Required work:
Report each line of the data that has "text" somewhere in it.
======== Exercise data
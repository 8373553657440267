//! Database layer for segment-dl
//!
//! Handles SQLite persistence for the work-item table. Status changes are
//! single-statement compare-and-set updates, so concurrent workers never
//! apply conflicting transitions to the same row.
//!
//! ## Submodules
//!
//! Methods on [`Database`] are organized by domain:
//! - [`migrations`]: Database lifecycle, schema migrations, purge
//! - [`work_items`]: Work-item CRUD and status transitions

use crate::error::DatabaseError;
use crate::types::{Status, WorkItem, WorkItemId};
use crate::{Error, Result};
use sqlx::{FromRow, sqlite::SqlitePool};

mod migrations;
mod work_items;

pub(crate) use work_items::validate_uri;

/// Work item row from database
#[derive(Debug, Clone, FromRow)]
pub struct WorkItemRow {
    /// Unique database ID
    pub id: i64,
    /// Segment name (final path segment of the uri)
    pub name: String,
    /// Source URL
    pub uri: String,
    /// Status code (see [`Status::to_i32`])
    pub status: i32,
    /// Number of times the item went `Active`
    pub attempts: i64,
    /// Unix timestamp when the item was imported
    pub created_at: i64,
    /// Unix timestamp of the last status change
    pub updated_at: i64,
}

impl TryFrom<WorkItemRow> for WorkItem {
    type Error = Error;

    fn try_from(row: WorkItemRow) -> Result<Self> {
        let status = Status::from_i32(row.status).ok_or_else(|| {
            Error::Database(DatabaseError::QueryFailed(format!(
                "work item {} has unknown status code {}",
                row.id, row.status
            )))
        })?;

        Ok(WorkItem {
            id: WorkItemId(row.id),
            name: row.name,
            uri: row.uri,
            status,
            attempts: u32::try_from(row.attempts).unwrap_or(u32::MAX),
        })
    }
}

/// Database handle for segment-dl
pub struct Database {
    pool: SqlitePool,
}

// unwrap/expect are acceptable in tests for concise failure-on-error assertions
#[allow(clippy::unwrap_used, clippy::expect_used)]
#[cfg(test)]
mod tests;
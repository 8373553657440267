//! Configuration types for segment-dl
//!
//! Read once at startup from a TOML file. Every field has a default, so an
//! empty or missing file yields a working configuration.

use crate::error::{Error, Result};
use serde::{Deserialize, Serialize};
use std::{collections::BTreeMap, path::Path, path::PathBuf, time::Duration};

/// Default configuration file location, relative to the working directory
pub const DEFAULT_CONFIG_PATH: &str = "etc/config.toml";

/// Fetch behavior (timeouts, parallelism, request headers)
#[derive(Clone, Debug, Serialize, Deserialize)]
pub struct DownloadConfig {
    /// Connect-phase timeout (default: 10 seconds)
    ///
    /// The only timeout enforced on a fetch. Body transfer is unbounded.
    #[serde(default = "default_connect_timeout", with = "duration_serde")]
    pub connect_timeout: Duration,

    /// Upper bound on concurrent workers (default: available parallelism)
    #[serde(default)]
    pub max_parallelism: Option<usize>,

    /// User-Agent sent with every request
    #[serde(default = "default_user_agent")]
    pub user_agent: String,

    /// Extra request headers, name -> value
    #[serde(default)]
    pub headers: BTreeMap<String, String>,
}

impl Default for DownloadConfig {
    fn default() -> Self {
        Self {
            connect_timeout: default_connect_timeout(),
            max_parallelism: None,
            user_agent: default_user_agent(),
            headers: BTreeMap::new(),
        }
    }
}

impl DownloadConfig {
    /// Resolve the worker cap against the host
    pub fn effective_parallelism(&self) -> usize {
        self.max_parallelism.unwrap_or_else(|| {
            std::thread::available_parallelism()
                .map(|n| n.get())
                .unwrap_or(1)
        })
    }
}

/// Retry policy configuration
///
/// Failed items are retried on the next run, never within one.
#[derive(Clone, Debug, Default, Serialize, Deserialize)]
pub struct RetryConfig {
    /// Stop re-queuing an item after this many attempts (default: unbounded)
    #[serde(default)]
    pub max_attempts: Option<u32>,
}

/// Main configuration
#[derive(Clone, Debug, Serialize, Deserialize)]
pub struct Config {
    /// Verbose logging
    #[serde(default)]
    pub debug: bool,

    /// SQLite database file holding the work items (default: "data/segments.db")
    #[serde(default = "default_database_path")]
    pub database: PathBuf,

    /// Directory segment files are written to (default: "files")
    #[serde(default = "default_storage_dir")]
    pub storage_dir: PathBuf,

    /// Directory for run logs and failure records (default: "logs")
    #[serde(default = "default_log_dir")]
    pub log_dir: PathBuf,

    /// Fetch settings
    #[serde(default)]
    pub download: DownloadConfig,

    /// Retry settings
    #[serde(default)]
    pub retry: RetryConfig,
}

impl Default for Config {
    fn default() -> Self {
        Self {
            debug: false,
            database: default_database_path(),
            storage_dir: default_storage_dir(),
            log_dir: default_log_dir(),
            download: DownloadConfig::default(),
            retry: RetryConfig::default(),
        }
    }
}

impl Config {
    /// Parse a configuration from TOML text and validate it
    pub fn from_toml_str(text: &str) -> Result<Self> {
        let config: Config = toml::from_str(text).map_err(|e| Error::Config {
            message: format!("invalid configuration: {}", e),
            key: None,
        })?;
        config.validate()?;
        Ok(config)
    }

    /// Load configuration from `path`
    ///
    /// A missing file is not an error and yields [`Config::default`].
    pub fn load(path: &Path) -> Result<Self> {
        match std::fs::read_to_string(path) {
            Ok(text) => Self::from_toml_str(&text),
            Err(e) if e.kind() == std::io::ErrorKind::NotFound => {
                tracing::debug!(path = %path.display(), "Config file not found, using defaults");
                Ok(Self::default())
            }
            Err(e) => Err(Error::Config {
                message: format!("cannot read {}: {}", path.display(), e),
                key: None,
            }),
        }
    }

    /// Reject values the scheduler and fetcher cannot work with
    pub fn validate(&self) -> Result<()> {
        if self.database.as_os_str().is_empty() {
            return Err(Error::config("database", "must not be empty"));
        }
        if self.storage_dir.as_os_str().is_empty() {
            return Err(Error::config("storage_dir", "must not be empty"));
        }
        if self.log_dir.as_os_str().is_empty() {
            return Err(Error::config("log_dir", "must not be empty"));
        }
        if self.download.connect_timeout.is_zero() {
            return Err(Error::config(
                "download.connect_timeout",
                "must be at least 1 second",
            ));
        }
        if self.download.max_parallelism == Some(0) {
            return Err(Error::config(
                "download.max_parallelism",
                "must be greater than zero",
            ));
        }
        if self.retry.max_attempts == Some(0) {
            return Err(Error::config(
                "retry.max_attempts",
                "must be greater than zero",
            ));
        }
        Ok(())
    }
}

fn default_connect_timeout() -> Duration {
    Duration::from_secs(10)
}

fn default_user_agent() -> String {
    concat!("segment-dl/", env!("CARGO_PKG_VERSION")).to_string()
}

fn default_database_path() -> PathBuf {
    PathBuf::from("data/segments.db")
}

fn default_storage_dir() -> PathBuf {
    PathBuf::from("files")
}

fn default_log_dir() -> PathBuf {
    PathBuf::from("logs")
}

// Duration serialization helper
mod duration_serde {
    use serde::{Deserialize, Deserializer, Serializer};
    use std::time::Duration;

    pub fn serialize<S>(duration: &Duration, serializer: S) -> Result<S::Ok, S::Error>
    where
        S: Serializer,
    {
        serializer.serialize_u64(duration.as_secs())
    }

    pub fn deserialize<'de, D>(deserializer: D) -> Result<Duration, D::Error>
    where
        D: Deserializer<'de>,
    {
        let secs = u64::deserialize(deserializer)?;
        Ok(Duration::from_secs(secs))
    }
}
================
Answer section:
    /// Parse a configuration from TOML text and validate it
    pub fn from_toml_str(text: &str) -> Result<Self> {
        let config: Config = toml::from_str(text).map_err(|e| Error::Config {
            Ok(text) => Self::from_toml_str(&text),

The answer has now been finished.